◆ Exercise data
☆ ☆ ☆ ☆ ☆ ☆ ☆

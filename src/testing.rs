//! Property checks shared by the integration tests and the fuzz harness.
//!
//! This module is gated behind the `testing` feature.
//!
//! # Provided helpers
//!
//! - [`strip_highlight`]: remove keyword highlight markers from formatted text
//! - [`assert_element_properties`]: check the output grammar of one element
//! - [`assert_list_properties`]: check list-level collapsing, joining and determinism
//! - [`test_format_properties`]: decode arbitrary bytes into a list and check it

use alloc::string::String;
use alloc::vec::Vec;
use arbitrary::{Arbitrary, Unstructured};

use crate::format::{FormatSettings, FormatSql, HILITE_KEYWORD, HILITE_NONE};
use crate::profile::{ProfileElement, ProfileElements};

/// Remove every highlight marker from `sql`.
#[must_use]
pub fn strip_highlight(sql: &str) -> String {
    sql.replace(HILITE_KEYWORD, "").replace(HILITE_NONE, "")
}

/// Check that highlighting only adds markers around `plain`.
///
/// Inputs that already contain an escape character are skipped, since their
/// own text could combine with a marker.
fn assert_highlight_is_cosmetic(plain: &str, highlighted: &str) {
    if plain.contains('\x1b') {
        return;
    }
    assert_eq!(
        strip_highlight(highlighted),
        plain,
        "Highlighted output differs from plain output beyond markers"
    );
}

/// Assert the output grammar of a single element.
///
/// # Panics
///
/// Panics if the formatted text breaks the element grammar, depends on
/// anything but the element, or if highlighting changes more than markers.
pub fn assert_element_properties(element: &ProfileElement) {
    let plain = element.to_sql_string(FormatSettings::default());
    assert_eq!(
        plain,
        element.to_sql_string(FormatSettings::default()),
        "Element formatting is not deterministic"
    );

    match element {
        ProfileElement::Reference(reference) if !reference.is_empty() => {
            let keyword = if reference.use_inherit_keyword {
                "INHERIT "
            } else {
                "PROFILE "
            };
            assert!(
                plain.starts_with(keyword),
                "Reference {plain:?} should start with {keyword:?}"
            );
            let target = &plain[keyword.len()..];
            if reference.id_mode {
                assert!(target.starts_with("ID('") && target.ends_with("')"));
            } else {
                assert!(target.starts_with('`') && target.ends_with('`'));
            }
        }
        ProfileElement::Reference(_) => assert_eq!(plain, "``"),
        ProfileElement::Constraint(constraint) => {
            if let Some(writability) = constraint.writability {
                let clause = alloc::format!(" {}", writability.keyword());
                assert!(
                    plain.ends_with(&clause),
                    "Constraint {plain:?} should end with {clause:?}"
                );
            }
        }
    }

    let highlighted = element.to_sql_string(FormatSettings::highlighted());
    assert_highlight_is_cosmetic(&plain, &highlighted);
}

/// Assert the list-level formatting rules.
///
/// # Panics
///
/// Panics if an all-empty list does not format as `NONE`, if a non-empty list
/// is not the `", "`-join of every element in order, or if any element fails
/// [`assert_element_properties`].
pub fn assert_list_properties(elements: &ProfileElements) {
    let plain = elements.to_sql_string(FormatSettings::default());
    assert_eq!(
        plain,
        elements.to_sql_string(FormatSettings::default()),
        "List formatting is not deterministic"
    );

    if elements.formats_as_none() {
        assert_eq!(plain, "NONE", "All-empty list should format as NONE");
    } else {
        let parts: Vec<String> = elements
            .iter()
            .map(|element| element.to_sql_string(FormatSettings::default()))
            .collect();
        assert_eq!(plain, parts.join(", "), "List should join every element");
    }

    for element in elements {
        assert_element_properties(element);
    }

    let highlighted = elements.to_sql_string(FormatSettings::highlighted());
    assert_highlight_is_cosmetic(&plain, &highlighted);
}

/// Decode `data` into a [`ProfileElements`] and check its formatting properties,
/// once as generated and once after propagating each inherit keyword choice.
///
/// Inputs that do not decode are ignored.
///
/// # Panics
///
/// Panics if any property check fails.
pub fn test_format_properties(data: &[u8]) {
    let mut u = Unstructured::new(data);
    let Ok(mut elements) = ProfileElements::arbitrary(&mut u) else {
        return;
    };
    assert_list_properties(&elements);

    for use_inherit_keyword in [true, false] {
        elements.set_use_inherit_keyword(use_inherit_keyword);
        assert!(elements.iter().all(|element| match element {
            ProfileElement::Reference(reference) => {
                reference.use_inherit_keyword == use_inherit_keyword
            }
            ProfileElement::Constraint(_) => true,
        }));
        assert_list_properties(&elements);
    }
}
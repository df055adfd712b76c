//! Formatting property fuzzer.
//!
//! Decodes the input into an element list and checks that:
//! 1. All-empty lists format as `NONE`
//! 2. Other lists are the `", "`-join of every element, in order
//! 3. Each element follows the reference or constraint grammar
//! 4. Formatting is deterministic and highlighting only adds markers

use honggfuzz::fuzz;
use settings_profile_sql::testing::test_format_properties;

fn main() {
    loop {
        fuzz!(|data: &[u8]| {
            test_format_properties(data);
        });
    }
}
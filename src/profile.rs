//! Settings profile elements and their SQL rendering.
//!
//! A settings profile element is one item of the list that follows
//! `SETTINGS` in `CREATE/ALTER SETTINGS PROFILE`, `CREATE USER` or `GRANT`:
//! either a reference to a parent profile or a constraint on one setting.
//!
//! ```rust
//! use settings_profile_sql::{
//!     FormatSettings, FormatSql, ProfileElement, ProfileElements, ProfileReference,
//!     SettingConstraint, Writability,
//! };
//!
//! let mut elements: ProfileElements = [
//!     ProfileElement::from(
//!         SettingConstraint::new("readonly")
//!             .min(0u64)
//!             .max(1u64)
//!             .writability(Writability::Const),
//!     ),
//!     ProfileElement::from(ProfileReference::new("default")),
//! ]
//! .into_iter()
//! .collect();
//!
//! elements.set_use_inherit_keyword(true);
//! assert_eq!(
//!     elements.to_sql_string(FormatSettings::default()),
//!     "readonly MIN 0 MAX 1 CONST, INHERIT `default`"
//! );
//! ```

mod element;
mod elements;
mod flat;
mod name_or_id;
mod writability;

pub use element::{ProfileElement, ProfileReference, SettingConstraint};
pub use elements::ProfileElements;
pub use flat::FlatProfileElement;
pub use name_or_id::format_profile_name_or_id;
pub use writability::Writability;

☆ ☆ ☆ ☆ ☆ ☆ ☆

◆ Exercise requirements
In how many lines above does the word "Unstructured" appear? Answer with only the number.

◆ Task answer
2